Eventually, however, they stumble into the German lines, nearly torn in half by a pill box operated by a crew of skeletons. They are all armed with Russian firearms. One of them stopped Graeber as he tried to slip between their lines.
He hands a clip full of Mauser cartridges and pulls him close. “You ought to surrender next time. It’s hopeless here.”
Graeber pulls away and shakes his head. “Help is on the way.”
Emil waited for Graeber at the back of the pill box. “What would I do to feel the touch of a girl again?”
Graeber grunts.
“When Barbossa started, I spent a night with a tall Ukrainian girl with tits the size of a half-track,” he said longingly. “She was a farmer’s daughter, so she was strong too. Endurance for the whole night. She gave me eggs the next morning and made me promise to kill as many soviets as I could.”
Suddenly, Julia came to mind. The petite brunette in Poland who had asked Graeber to do the same thing when he was moving to the forward positions for Fall Blau. Being Polish, she also reminded him of Katarzyna. Katarzyna didn’t have that artificial love that Julia had or that Alicen girl Graeber met one time… one time that seemed so far and distant it seemed like a whole generation apart.
“Felix said we were killing Ukrainians and Jews all winter last year,” Graeber says. “Do you think that’s true?”
Emil stops and looks around before he walks over to Graeber. “Yes. I partook of some of… some of the cleansing.”
“What?”
“I’d rather not talk about it,” Emil sighs. “We have food and we’re back at our lines.”
“What did you see?”
“Things I hate. Things I can’t forgive myself for. Things that will backfire if we give up fighting now.”
…
…
“Graeber!!” A voice cried out behind the violent action of the MG34. “Ammo! We need more ammo!”
Graeber was patching a cut on his arm. “Where’s the deport? I’ll grab it!”
The corporal scrambled. He handed him an MP40 and began desperately unloading his K98. “Rear line— next to the supermarket! Hurry! Go, go, go!!”

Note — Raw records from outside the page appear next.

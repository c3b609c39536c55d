// SPDX-License-Identifier: MPL-2.0

//! Geometry and color primitives for the preview surface and guide overlay

use serde::{Deserialize, Serialize};
use std::str::FromStr;

/// Width and height in layout points
#[derive(Debug, Clone, Copy, PartialEq, Default, Serialize, Deserialize)]
pub struct Size {
    pub width: f32,
    pub height: f32,
}

impl Size {
    pub const ZERO: Size = Size {
        width: 0.0,
        height: 0.0,
    };

    pub fn new(width: f32, height: f32) -> Self {
        Self { width, height }
    }

    /// True if either side is zero or negative
    pub fn is_empty(&self) -> bool {
        self.width <= 0.0 || self.height <= 0.0
    }
}

/// Axis-aligned rectangle, origin at the top-left
#[derive(Debug, Clone, Copy, PartialEq, Default, Serialize, Deserialize)]
pub struct Rect {
    pub x: f32,
    pub y: f32,
    pub width: f32,
    pub height: f32,
}

impl Rect {
    pub fn new(x: f32, y: f32, width: f32, height: f32) -> Self {
        Self {
            x,
            y,
            width,
            height,
        }
    }

    /// Rectangle at the origin with the given size
    pub fn from_size(size: Size) -> Self {
        Self::new(0.0, 0.0, size.width, size.height)
    }

    pub fn min_x(&self) -> f32 {
        self.x
    }

    pub fn min_y(&self) -> f32 {
        self.y
    }

    pub fn max_x(&self) -> f32 {
        self.x + self.width
    }

    pub fn max_y(&self) -> f32 {
        self.y + self.height
    }

    pub fn size(&self) -> Size {
        Size::new(self.width, self.height)
    }

    /// A rectangle of `size` centered within this one
    pub fn centered(&self, size: Size) -> Rect {
        Rect::new(
            self.x + self.width / 2.0 - size.width / 2.0,
            self.y + self.height / 2.0 - size.height / 2.0,
            size.width,
            size.height,
        )
    }
}

/// Linear RGBA color, each channel in 0.0..=1.0
///
/// Serialized as a `#RRGGBB` or `#RRGGBBAA` hex string.
#[derive(Debug, Clone, Copy, PartialEq, Serialize, Deserialize)]
#[serde(try_from = "String", into = "String")]
pub struct Rgba {
    pub r: f32,
    pub g: f32,
    pub b: f32,
    pub a: f32,
}

impl Rgba {
    pub const WHITE: Rgba = Rgba::from_array(crate::constants::guide::DEFAULT_LINE_COLOR);
    pub const CLEAR: Rgba = Rgba::from_array([0.0, 0.0, 0.0, 0.0]);

    pub const fn from_array(channels: [f32; 4]) -> Self {
        Self {
            r: channels[0],
            g: channels[1],
            b: channels[2],
            a: channels[3],
        }
    }

    pub fn from_rgb8(r: u8, g: u8, b: u8) -> Self {
        Self {
            r: r as f32 / 255.0,
            g: g as f32 / 255.0,
            b: b as f32 / 255.0,
            a: 1.0,
        }
    }

    /// Same color with a different alpha
    pub fn with_alpha(self, a: f32) -> Self {
        Self { a, ..self }
    }

    /// Hex representation, alpha omitted when opaque
    pub fn to_hex(&self) -> String {
        let byte = |v: f32| (v.clamp(0.0, 1.0) * 255.0).round() as u8;
        if byte(self.a) == 255 {
            format!("#{:02X}{:02X}{:02X}", byte(self.r), byte(self.g), byte(self.b))
        } else {
            format!(
                "#{:02X}{:02X}{:02X}{:02X}",
                byte(self.r),
                byte(self.g),
                byte(self.b),
                byte(self.a)
            )
        }
    }
}

impl Default for Rgba {
    fn default() -> Self {
        Self::WHITE
    }
}

impl FromStr for Rgba {
    type Err = String;

    fn from_str(s: &str) -> Result<Self, Self::Err> {
        let hex = s.trim().trim_start_matches('#');
        if !matches!(hex.len(), 6 | 8) || !hex.is_ascii() {
            return Err(format!("expected #RRGGBB or #RRGGBBAA, got '{}'", s));
        }
        let channel = |i: usize| {
            u8::from_str_radix(&hex[i..i + 2], 16)
                .map(|v| v as f32 / 255.0)
                .map_err(|_| format!("invalid hex color '{}'", s))
        };
        Ok(Self {
            r: channel(0)?,
            g: channel(2)?,
            b: channel(4)?,
            a: if hex.len() == 8 { channel(6)? } else { 1.0 },
        })
    }
}

impl TryFrom<String> for Rgba {
    type Error = String;

    fn try_from(value: String) -> Result<Self, Self::Error> {
        value.parse()
    }
}

impl From<Rgba> for String {
    fn from(color: Rgba) -> Self {
        color.to_hex()
    }
}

Just as Graeber stepped out of the collapsed building, an artillery shell struck the frozen ground where two men were crawling. A shower of earth and bodies flew in the air. He hunched over and sent himself flying into a dugout. The smell of piss greeted him when he worked himself to his feet; he discovered another man was in the dugout with soiled trousers and a handless arm. Instead of helping, Graeber reached for the man’s webbing and found helpful things— ammo, bandages, gloves, and socks before crawling back out.
The supermarket was empty of all its original items and was replaced with tipped-over ammo cans and broken hardware. German and Russian weapons littered the floor, along with the empty brass and bloody bandages.
Eventually, when he reached the back of the once-store, he found the wounded. Most of the men had damage done to them before this battle but had to be rotated back up front to prevent a complete collapse of the defensive line. Past them, however, were some of the supplies from the airdrops from the Luftwaffe. He avoided the medics that were frantically working and desperately gathered the ammo belts. Some remained in his palms while others went around his neck.
By the time Graeber returned, it had looked like the attack would swallow their entire position. He saw several Russians jumping into the trenches, meeting insane Wehrmacht troops with sharpened spades and bayonets. Planes buzzed by bombing dug in panzer tanks, killing them and anything else around its position.
Panic rose sharply within Graeber’s chest, and he picked up his speed, wondering now whether or not anyone in the machine gun nest would still be alive. He scampered up through the rubble while cursing everything not German.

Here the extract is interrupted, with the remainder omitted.